1) SE was labeled as direct object in spaCy (p.78)

**Now spaCy labels it expl:pass. Argueably, it should be labeled as expl:pv.**

In [None]:
doc = es_nlp("Se acuerdan de ti.")
displacy.render(doc, style='dep', jupyter=True)

2) SE was labeled as direct object in spaCy (p.78)

**Now spaCy labels it expl:pass**

In [None]:
doc = es_nlp("se celebran los cien años del club")
displacy.render(doc, style='dep', jupyter=True)

### Silveira (2015)

UD v1.2

Se-type in brackets according to the author

####Portuguese

1) (True reflexive) was labeled *dobj* in Portuguese treebank (p.128)

**Now spaCy labels it mark (temporal marker)**

In [None]:
doc = pt_nlp("Gravações acústicas se encaixam com o nosso tipo de som")
displacy.render(doc, style='dep', jupyter=True)

2) (Inchoative) was labeled *iobj* in Portuguese treebank (p.128)

**Now spaCy labels it expl**

In [None]:
doc = pt_nlp("A praia se torna exclusiva dos passageiros")
displacy.render(doc, style='dep', jupyter=True)

3) (Inherent) was labeled *dobj* in Portuguese treebank (p.129)

**Now spaCy labels it expl**

In [None]:
doc = pt_nlp("Ele se apropia de todas as formas de peixes")
displacy.render(doc, style='dep', jupyter=True)

4) (Passive) was labeled *dobj* in Portuguese treebank (p.129)

**Now spaCy labels it dep**

In [None]:
doc = pt_nlp("Colocam se novas dúvidas")
displacy.render(doc, style='dep', jupyter=True)

5) (Impersonal) was labeled *nsubj* in Portuguese treebank (p.129)

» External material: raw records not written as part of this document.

//! HTTP routes.
//!
//! Trap routes are never linked normally: `/forbidden-scan` appears only in
//! robots.txt, `/secret-page` is disallowed there and linked with
//! `nofollow`, and `/javascript-trap` sits in a script comment on the
//! index page. Every other unknown path is logged as a plain 404.

pub mod health;
pub mod index;
pub mod traps;

use axum::{routing::get, Router};
use tower_http::{compression::CompressionLayer, trace::TraceLayer};

use crate::state::AppState;

/// Creates the application router.
pub fn router(state: AppState) -> Router {
    Router::new()
        .route("/", get(index::index_handler))
        .route("/robots.txt", get(index::robots_handler))
        .route(traps::FORBIDDEN_SCAN, get(traps::forbidden_scan_handler))
        .route(traps::JAVASCRIPT_TRAP, get(traps::javascript_trap_handler))
        .route(traps::SECRET_PAGE, get(traps::secret_page_handler))
        .route("/health", get(health::health_handler))
        .route("/health/ready", get(health::ready_handler))
        .route("/health/live", get(health::live_handler))
        .fallback(traps::not_found_handler)
        .layer(CompressionLayer::new())
        .layer(TraceLayer::new_for_http())
        .with_state(state)
}
//! Bot and scraper honeypot.
//!
//! Serves a small public site with trap routes that only automated
//! crawlers find:
//! - `/forbidden-scan`, mentioned only in robots.txt
//! - `/secret-page`, disallowed in robots.txt and linked with `nofollow`
//! - `/javascript-trap`, hidden in a script comment
//!
//! Every hit (and every other 404) is recorded in a durable visitor log
//! that the index page displays.

use std::net::SocketAddr;
use std::sync::Arc;

use anyhow::{Context, Result};
use tokio::signal;
use tracing::{info, warn};

use api::{router, AppState};
use telemetry::{init_tracing_from_env, metrics};
use visitor_store::{StoreConfig, VisitorLog};

/// Application configuration.
#[derive(Debug, Clone, serde::Serialize, serde::Deserialize)]
struct Config {
    #[serde(default = "default_host")]
    host: String,
    #[serde(default = "default_port")]
    port: u16,

    #[serde(default)]
    store: StoreConfig,
}

fn default_host() -> String {
    "0.0.0.0".to_string()
}

fn default_port() -> u16 {
    8080
}

impl Default for Config {
    fn default() -> Self {
        Self {
            host: default_host(),
            port: default_port(),
            store: StoreConfig::default(),
        }
    }
}

#[tokio::main]
async fn main() -> Result<()> {
    // Load .env file if present
    dotenvy::dotenv().ok();

    init_tracing_from_env();

    info!("Starting honeypot v{}", env!("CARGO_PKG_VERSION"));

    let config = load_config()?;

    let visitor_log = Arc::new(VisitorLog::open(&config.store));
    if !visitor_store::health::check_store(&visitor_log) {
        warn!(
            path = %visitor_log.path().display(),
            "Visitor store unavailable; traps will answer but visits may not be recorded"
        );
    }

    let state = AppState::new(visitor_log);
    let app = router(state);

    let addr: SocketAddr = format!("{}:{}", config.host, config.port)
        .parse()
        .context("Invalid server address")?;

    info!("Listening on http://{}", addr);

    let listener = tokio::net::TcpListener::bind(addr)
        .await
        .context("Failed to bind to address")?;

    // Peer addresses are the fallback when no proxy header is present.
    axum::serve(
        listener,
        app.into_make_service_with_connect_info::<SocketAddr>(),
    )
    .with_graceful_shutdown(shutdown_signal())
    .await
    .context("Server error")?;

    info!(metrics = ?metrics().snapshot(), "Shutdown complete");
    Ok(())
}

/// Load configuration from files and environment.
fn load_config() -> Result<Config> {
    let config = config::Config::builder()
        // Start with defaults
        .add_source(config::Config::try_from(&Config::default())?)
        // Load from config file if exists
        .add_source(
            config::File::with_name("config/default")
                .required(false)
                .format(config::FileFormat::Toml),
        )
        // Override with environment variables
        .add_source(
            config::Environment::default()
                .separator("__")
                .prefix("HONEYPOT")
                .try_parsing(true),
        )
        .build()
        .context("Failed to build configuration")?;

    let mut config: Config = config
        .try_deserialize()
        .context("Failed to deserialize configuration")?;

    // Single-underscore form, matching the other deployment variables
    if let Ok(path) = std::env::var("HONEYPOT_STORE_PATH") {
        config.store.path = path.into();
    }

    Ok(config)
}

/// Graceful shutdown signal handler.
async fn shutdown_signal() {
    let ctrl_c = async {
        if let Err(e) = signal::ctrl_c().await {
            warn!(error = %e, "Failed to listen for Ctrl+C");
            std::future::pending::<()>().await;
        }
    };

    #[cfg(unix)]
    let terminate = async {
        match signal::unix::signal(signal::unix::SignalKind::terminate()) {
            Ok(mut sig) => {
                sig.recv().await;
            }
            Err(e) => {
                warn!(error = %e, "Failed to install SIGTERM handler");
                std::future::pending::<()>().await;
            }
        }
    };

    #[cfg(not(unix))]
    let terminate = std::future::pending::<()>();

    tokio::select! {
        _ = ctrl_c => {
            info!("Received Ctrl+C signal");
        }
        _ = terminate => {
            info!("Received terminate signal");
        }
    }
}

**Now spaCy labels it expl**

In [None]:
doc = pt_nlp("Causa-me perplexidade que se trabalhe para isso")
displacy.render(doc, style='dep', jupyter=True)

#### Spanish

1) (True reflexive) was labeled *iobj* in Spanish treebank (p.129)

**Now spaCy labels it expl:pass**

In [None]:
doc = es_nlp("La CNT se retira de los comités")
displacy.render(doc, style='dep', jupyter=True)

2) (Inchoative) was labeled *iobj* in Spanish treebank (p.130)

**Now spaCy labels it expl:pv**

In [None]:
doc = es_nlp("East Milton se encuentra ubicado en las coordenadas")
displacy.render(doc, style='dep', jupyter=True)

3) (Inherent) was labeled *iobj* in Spanish treebank (p.130)

**spaCy doesn't split the clitic from the infinitive in this example**

In [None]:
doc = es_nlp("El gobierno decidió no quedarse cruzado de brazos")
displacy.render(doc, style='dep', jupyter=True)

4) (Passive) was labeled *iobj* in Spanish treebank (p.130)

**Now spaCy labels it expl:pass**

In [None]:
doc = es_nlp("También se visualizan numerosas depresiones")
displacy.render(doc, style='dep', jupyter=True)

5) (Impersonal) was labeled *iobj* in Spanish treebank (p.130)

**Now spaCy labels it expl:pv**

In [None]:
doc = es_nlp("No se adhirió al pasaporte biológico")
displacy.render(doc, style='dep', jupyter=True)